Nigeria enacts petroleum industry bill with sweeping pro-corporate reforms 

The Petroleum Industry Bill 2021 has been heavily criticized by the host communities in the Niger Delta. The bill reduces the royalties paid by oil companies, sets the ground to privatize the state oil corporation, and makes way for monopolization of fuel imports

August 18, 2021 by Peoples Dispatch
Petroleum-Industry-Bill Nigeria
(Photo: The Guardian Nigeria)

On Wednesday, August 18, Nigerian president Muhammadu Buhari completed the ceremonial procedure for enacting into law the controversial Petroleum Industry Bill (PIB) 2021, replacing the Petroleum Act of 1969 and nine other laws. 

The pro-corporate bill had already received Buhari’s assent on Monday. Communities in the oil producing Niger Delta have expressed strong disapproval of the bill, claiming that they have been denied a fair share of the oil revenues. The law had been in the making since the 2000s.

Meanwhile, amendments made through this bill have been welcomed by the international business community, which the Nigerian government is trying to woo in the hope of securing investments for its ailing oil sector. Although accounting for only 9% of the GDP, the oil sector brings 60% of Nigeria’s revenue and 90% of its foreign exchange earnings.  

However, in an over-the-top attempt to please private investors, the government is undertaking reforms which will in effect allow this important sector to be monopolized by Dangote Group, owned by Africa’s wealthiest billionaire, Aliko Dangote. 

“It hinders the country’s financial and economic progress because it transfers a huge chunk of public wealth to favored businessmen,” Nigeria’s Trade Union Congress had complained in July, when the Senate and the House of Representatives had passed the bill.

This fear of monopolization is a result of one of the bill’s features, which restricts the import of fuel, permitting only those companies which have active refining licenses to import in volumes that correspond to their refining capacity. 
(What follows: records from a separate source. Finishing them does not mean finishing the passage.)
//! Interactive viewer - environment map, its irradiance and a blurred copy
//! shown side by side, recomputed whenever a parameter changes

use std::time::Instant;

use glam::Vec3;
use minifb::{Key, KeyRepeat, Window, WindowOptions};

use crate::blur::SeparableBlur;
use crate::image::Image;
use crate::irradiance::IrradianceConvolution;
use crate::kernel::KernelRadius;
use crate::render::{ToneMap, pack_rgb, to_rgb8};
use crate::sky::SkyConfig;

/// Configuration for the interactive viewer
#[derive(Clone)]
pub struct ViewerConfig {
    /// Environment map width (height is half)
    pub env_width: u32,
    /// Irradiance map size
    pub irradiance_size: (u32, u32),
    /// Initial blur radius
    pub radius: KernelRadius,
    /// Initial number of horizontal+vertical blur rounds
    pub passes: u32,
    /// Pixel scale factor for every panel
    pub scale: usize,
    /// Exposure applied before tone mapping
    pub exposure: f32,
    pub sky: SkyConfig,
}

impl Default for ViewerConfig {
    fn default() -> Self {
        Self {
            env_width: 256,
            irradiance_size: (32, 16),
            radius: KernelRadius::R3,
            passes: 2,
            scale: 2,
            exposure: 1.0,
            sky: SkyConfig::default(),
        }
    }
}

/// Three panels: environment | irradiance | blurred environment
pub struct InteractiveViewer {
    config: ViewerConfig,
    window: Window,
    buffer: Vec<u32>,
    panel_size: (usize, usize),
    environment: Image<[f32; 4]>,
    irradiance: Image<[f32; 4]>,
    blurred: Image<[f32; 4]>,
}

impl InteractiveViewer {
    /// Create a new interactive viewer with the given configuration
    pub fn new(config: ViewerConfig) -> Result<Self, String> {
        let panel_w = config.env_width as usize * config.scale;
        let panel_h = (config.env_width as usize / 2).max(1) * config.scale;
        let window_w = panel_w * 3;

        let window = Window::new(
            "IBL Filters - environment | irradiance | blur (ESC to exit)",
            window_w,
            panel_h,
            WindowOptions {
                resize: false,
                ..WindowOptions::default()
            },
        )
        .map_err(|e| e.to_string())?;

        Ok(Self {
            buffer: vec![0u32; window_w * panel_h],
            panel_size: (panel_w, panel_h),
            environment: Image::new(0, 0),
            irradiance: Image::new(0, 0),
            blurred: Image::new(0, 0),
            config,
            window,
        })
    }

    /// Run the interactive viewer loop
    pub fn run(&mut self) -> Result<(), String> {
        self.window.set_target_fps(60);

        println!("=== IBL Filter Viewer ===");
        println!("Controls:");
        println!("  1-6        - Blur radius preset");
        println!("  +/-        - Blur passes");
        println!("  Left/Right - Rotate sun");
        println!("  Up/Down    - Raise/lower sun");
        println!("  E/D        - Exposure up/down");
        println!("  ESC        - Exit");
        println!();

        self.recompute_environment();

        let radius_keys = [
            (Key::Key1, KernelRadius::R1),
            (Key::Key2, KernelRadius::R2),
            (Key::Key3, KernelRadius::R3),
            (Key::Key4, KernelRadius::R4),
            (Key::Key5, KernelRadius::R5),
            (Key::Key6, KernelRadius::R6),
        ];

        while self.window.is_open() && !self.window.is_key_down(Key::Escape) {
            let mut env_dirty = false;
            let mut blur_dirty = false;
            let mut display_dirty = false;

            for (key, radius) in radius_keys {
                if self.window.is_key_pressed(key, KeyRepeat::No) && self.config.radius != radius {
                    self.config.radius = radius;
                    println!("Blur: {}", radius);
                    blur_dirty = true;
                }
            }

            if self.window.is_key_pressed(Key::Equal, KeyRepeat::Yes)
                || self.window.is_key_pressed(Key::NumPadPlus, KeyRepeat::Yes)
            {
                self.config.passes = (self.config.passes + 1).min(8);
                println!("Passes: {}", self.config.passes);
                blur_dirty = true;
            }
            if self.window.is_key_pressed(Key::Minus, KeyRepeat::Yes)
                || self.window.is_key_pressed(Key::NumPadMinus, KeyRepeat::Yes)
            {
                self.config.passes = self.config.passes.saturating_sub(1);
                println!("Passes: {}", self.config.passes);
                blur_dirty = true;
            }

            let sun_step = 0.15;
            if self.window.is_key_pressed(Key::Left, KeyRepeat::Yes) {
                self.rotate_sun(sun_step, 0.0);
                env_dirty = true;
            }
            if self.window.is_key_pressed(Key::Right, KeyRepeat::Yes) {
                self.rotate_sun(-sun_step, 0.0);
                env_dirty = true;
            }
            if self.window.is_key_pressed(Key::Up, KeyRepeat::Yes) {
                self.rotate_sun(0.0, sun_step);
                env_dirty = true;
            }
            if self.window.is_key_pressed(Key::Down, KeyRepeat::Yes) {
                self.rotate_sun(0.0, -sun_step);
                env_dirty = true;
            }

            if self.window.is_key_pressed(Key::E, KeyRepeat::Yes) {
                self.config.exposure *= 1.25;
                println!("Exposure: {:.2}", self.config.exposure);
                display_dirty = true;
            }
            if self.window.is_key_pressed(Key::D, KeyRepeat::Yes) {
                self.config.exposure /= 1.25;
                println!("Exposure: {:.2}", self.config.exposure);
                display_dirty = true;
            }

            if env_dirty {
                self.recompute_environment();
            } else if blur_dirty {
                self.recompute_blur();
                self.draw();
            } else if display_dirty {
                self.draw();
            }

            let (panel_w, panel_h) = self.panel_size;
            self.window
                .update_with_buffer(&self.buffer, panel_w * 3, panel_h)
                .map_err(|e| e.to_string())?;
        }

        Ok(())
    }

    /// Move the sun by azimuth/elevation deltas (radians)
    fn rotate_sun(&mut self, d_azimuth: f32, d_elevation: f32) {
        let dir = self.config.sky.sun_direction.normalize_or_zero();
        let azimuth = dir.y.atan2(dir.x) + d_azimuth;
        let elevation = (dir.z.clamp(-1.0, 1.0).asin() + d_elevation).clamp(-1.4, 1.4);
        self.config.sky.sun_direction = Vec3::new(
            elevation.cos() * azimuth.cos(),
            elevation.cos() * azimuth.sin(),
            elevation.sin(),
        );
    }

    fn recompute_environment(&mut self) {
        let start = Instant::now();
        self.environment = self.config.sky.render(self.config.env_width);
        let (w, h) = self.config.irradiance_size;
        self.irradiance = IrradianceConvolution::new().convolve(&self.environment, w, h);
        log::info!("Irradiance {}x{} in {:.1} ms", w, h, start.elapsed().as_secs_f64() * 1000.0);
        self.recompute_blur();
        self.draw();
    }

    fn recompute_blur(&mut self) {
        let start = Instant::now();
        self.blurred = SeparableBlur::new(self.config.radius).blur_2d(&self.environment, self.config.passes);
        log::info!(
            "Blur {} x{} in {:.1} ms",
            self.config.radius,
            self.config.passes,
            start.elapsed().as_secs_f64() * 1000.0
        );
    }

    fn draw(&mut self) {
        let tone_map = ToneMap::Reinhard {
            exposure: self.config.exposure,
        };
        let panels = [&self.environment, &self.irradiance, &self.blurred];
        let (panel_w, panel_h) = self.panel_size;
        let stride = panel_w * 3;

        for (i, image) in panels.into_iter().enumerate() {
            let (img_w, img_h) = (image.width() as usize, image.height() as usize);
            if img_w == 0 || img_h == 0 {
                continue;
            }
            let rgb = to_rgb8(image, tone_map);

            // Nearest-neighbour stretch into the panel
            for py in 0..panel_h {
                let sy = py * img_h / panel_h;
                for px in 0..panel_w {
                    let sx = px * img_w / panel_w;
                    self.buffer[py * stride + i * panel_w + px] = pack_rgb(rgb[sy * img_w + sx]);
                }
            }
        }
    }
}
Only 23 companies presently hold active licenses, most of whom have a capacity to process below 12,000 barrels per day (bpd). Reuters reported that the Dangote refinery which is being constructed in Lagos has a capacity to process 650,000 barrels daily. As a consequence of PIB, once this construction is complete, Dangote can control most of the imported fuel in the country.

This will ruin smaller businesses and prevent competitive pricing of oil, complained the two main fuel marketers’ associations in the country  – Major Oil Marketers Association of Nigeria (MOMAN) and Depot and Petroleum Products Marketers Association of Nigeria (DAPPMAN).

Providing further perks to oil companies, the PIB reduces the royalties they must pay to the state from 7.5% to 5% in case of new extraction from deepwater oil fields. While higher royalties were previously applicable to companies producing 15,000 bpd or more, the threshold has now been raised to 50,000 bpd. 

Setting the ground for privatization of the state-owned Nigerian National Petroleum Corporation (NNPC), PIB will incorporate “a commercial and profit focused NNPC Limited.. within 6 months from commencement of the new law,” states an explainer by London-based PricewaterhouseCoopers (PwC). 

The ownership will initially be vested in the Ministry of Finance Incorporated and the Ministry of Petroleum Incorporated “on behalf of the Federation to take over assets, interests and liabilities of NNPC. This structure is expected to pave the way for eventually sale of shares to Nigerians.”

30% of the profits of NNLC Ltd will be diverted to the Frontier Oil Exploration Fund, which has been created by the PIB. This fund is described as “dubious” by the regional groups in Niger Delta, where the bill has elicited the most hostile reaction.

With little economic opportunities available and the environment in the region destroyed due to decades of extraction, the communities here have been demanding a 10% share of the annual expenditure of petroleum companies operating on the Delta. 

PIB offers only 3%, which the Pan Niger Delta Forum (PANDEF) has rejected on the grounds that it is grossly insufficient to make a difference to the communities. PANDEF head Edwin Clark has complained in a letter to the Senate president and speaker that the parliament has not only disregarded the Niger peoples’ demand for a 10% share, but has further diluted the 3% share by spreading it wider. 

This is accomplished “by redefining host communities to include pipeline-bearing pathway communities, in which case States, where pipelines pass through to aid them with the privilege of cheap supplies of Niger Delta petroleum products, could also be entitled to the ridiculous and unacceptable percentages that the legislators are willing to cede to oil-bearing Communities.” Clark stated. 

In a separate statement in July, when the parliament cleared the bill for presidential assent, Clark warned that if the government fails to revise the law to address these concerns, “the Niger Delta people may be forced to take their destiny into their own hands and all International Oil Companies IOCs may find themselves denied access to their oil activities in such communities.”

The PwC’s explainer states that “[I]n the event of vandalism, sabotage and other civil unrest causing damage to petroleum facilities or disruption of production activities,” the cost of repairs will be deducted from the meager allocation made to these communities.